- _ACTION ITEM_
Which lines of the records contain the word "status"? Copy each one.

[[ DATA open ]]

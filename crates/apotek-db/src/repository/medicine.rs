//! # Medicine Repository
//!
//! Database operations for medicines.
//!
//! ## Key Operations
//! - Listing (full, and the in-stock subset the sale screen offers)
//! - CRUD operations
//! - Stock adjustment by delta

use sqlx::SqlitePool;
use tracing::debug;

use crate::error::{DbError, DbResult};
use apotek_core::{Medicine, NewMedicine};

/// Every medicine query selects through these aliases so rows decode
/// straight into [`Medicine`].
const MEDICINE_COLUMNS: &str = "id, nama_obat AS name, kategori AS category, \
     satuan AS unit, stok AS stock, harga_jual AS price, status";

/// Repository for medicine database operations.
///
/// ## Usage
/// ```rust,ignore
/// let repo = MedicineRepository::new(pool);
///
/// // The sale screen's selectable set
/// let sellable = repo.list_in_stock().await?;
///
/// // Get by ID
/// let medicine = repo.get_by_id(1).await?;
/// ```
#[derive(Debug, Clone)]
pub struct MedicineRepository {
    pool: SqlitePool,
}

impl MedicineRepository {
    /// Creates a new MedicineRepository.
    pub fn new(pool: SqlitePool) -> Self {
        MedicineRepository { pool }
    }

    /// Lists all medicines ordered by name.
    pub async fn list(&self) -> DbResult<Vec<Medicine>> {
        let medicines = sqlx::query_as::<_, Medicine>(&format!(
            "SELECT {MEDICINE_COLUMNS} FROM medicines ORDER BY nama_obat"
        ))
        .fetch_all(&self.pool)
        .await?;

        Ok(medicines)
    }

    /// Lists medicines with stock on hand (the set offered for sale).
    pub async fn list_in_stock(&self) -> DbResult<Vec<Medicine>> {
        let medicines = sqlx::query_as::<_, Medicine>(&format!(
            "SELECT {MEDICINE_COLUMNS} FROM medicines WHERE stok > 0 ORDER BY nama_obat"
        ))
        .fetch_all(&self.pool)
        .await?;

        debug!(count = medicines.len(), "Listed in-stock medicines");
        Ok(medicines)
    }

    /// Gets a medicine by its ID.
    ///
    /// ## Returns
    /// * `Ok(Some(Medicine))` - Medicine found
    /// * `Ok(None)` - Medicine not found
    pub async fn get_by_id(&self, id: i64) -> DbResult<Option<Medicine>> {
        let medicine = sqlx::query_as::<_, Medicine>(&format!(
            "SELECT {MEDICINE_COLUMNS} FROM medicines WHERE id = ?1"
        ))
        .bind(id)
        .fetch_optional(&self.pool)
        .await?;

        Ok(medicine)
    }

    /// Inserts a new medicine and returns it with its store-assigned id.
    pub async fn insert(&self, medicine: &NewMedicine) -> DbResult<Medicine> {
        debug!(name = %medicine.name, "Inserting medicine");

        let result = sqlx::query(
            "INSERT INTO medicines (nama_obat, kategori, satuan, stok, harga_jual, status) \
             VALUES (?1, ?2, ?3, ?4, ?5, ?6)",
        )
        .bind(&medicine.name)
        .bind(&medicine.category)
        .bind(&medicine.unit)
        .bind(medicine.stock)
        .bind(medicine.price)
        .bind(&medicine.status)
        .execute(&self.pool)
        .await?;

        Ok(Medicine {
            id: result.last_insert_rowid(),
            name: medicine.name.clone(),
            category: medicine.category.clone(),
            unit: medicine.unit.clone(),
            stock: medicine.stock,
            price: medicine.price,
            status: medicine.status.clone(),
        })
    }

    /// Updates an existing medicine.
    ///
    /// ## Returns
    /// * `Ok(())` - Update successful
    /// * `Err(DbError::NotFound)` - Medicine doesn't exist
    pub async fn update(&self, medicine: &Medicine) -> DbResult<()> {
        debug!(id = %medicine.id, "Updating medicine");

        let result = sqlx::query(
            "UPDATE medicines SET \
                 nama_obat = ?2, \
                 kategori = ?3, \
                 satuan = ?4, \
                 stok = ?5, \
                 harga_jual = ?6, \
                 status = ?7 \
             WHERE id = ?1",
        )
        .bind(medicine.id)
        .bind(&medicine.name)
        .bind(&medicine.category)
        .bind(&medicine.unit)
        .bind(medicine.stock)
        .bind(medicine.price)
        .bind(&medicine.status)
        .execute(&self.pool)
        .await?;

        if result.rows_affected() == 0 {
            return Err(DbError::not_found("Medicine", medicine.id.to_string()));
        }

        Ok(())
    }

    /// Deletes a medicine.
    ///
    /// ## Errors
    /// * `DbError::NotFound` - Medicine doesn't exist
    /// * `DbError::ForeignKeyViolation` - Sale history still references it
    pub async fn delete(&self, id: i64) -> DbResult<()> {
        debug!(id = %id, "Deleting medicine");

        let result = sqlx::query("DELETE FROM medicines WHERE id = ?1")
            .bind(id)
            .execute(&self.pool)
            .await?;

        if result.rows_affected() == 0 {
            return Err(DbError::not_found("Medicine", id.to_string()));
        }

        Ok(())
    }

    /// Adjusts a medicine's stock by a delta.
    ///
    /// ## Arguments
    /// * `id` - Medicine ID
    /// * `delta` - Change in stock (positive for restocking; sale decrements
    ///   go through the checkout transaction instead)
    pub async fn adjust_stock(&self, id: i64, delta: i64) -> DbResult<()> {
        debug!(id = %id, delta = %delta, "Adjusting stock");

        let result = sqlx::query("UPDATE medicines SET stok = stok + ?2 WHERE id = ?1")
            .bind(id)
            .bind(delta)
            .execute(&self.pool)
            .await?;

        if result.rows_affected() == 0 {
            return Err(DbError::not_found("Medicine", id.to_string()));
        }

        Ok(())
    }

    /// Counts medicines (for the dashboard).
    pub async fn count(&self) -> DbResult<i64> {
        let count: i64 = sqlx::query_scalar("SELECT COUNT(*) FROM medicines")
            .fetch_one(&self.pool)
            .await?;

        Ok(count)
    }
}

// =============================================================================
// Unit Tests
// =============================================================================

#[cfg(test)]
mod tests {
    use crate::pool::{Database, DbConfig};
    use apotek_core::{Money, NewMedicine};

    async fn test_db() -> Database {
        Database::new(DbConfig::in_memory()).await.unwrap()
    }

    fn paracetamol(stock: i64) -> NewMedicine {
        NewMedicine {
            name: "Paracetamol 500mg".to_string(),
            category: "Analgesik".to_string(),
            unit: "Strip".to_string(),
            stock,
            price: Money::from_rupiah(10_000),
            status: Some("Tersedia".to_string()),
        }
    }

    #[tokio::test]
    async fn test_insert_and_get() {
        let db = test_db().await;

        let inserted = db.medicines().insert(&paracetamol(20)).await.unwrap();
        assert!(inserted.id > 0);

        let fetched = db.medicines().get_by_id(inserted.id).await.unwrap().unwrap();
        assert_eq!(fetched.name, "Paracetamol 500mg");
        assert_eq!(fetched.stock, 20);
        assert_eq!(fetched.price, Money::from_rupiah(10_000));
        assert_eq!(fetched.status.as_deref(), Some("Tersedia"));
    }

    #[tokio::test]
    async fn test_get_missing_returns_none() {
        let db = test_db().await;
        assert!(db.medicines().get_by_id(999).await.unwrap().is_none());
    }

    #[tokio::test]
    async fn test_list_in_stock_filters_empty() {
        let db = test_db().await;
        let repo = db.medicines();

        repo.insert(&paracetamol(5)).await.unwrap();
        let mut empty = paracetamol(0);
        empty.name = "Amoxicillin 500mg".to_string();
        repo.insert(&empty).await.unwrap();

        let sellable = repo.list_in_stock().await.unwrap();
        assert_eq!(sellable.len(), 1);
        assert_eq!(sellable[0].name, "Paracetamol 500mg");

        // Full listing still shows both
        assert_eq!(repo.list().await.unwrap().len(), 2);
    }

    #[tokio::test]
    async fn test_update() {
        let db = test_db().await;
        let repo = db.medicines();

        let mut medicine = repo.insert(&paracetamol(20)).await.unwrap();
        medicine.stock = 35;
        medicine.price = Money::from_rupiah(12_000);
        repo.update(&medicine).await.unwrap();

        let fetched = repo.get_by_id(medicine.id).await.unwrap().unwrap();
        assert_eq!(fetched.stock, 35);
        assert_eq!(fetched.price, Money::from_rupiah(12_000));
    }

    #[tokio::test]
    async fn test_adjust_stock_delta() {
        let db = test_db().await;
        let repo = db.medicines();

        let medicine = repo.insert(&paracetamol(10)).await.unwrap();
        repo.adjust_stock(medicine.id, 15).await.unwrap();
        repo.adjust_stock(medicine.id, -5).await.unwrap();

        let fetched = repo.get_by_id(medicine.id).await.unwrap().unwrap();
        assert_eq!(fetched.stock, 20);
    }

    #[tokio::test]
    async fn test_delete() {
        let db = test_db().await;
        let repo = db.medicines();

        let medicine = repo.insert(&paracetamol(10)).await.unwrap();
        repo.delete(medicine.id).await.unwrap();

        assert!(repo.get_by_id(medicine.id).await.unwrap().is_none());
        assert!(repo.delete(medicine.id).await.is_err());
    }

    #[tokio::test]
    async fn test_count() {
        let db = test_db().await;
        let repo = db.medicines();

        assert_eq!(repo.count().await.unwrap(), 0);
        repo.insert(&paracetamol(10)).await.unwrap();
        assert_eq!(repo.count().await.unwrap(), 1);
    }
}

[[ DATA closed ]]

- _EXERCISE RESPONSE_
     satuan AS unit, stok AS stock, harga_jual AS price, status";
            "INSERT INTO medicines (nama_obat, kategori, satuan, stok, harga_jual, status) \
        .bind(&medicine.status)
            status: medicine.status.clone(),
                 status = ?7 \
        .bind(&medicine.status)
            status: Some("Tersedia".to_string()),
        assert_eq!(fetched.status.as_deref(), Some("Tersedia"));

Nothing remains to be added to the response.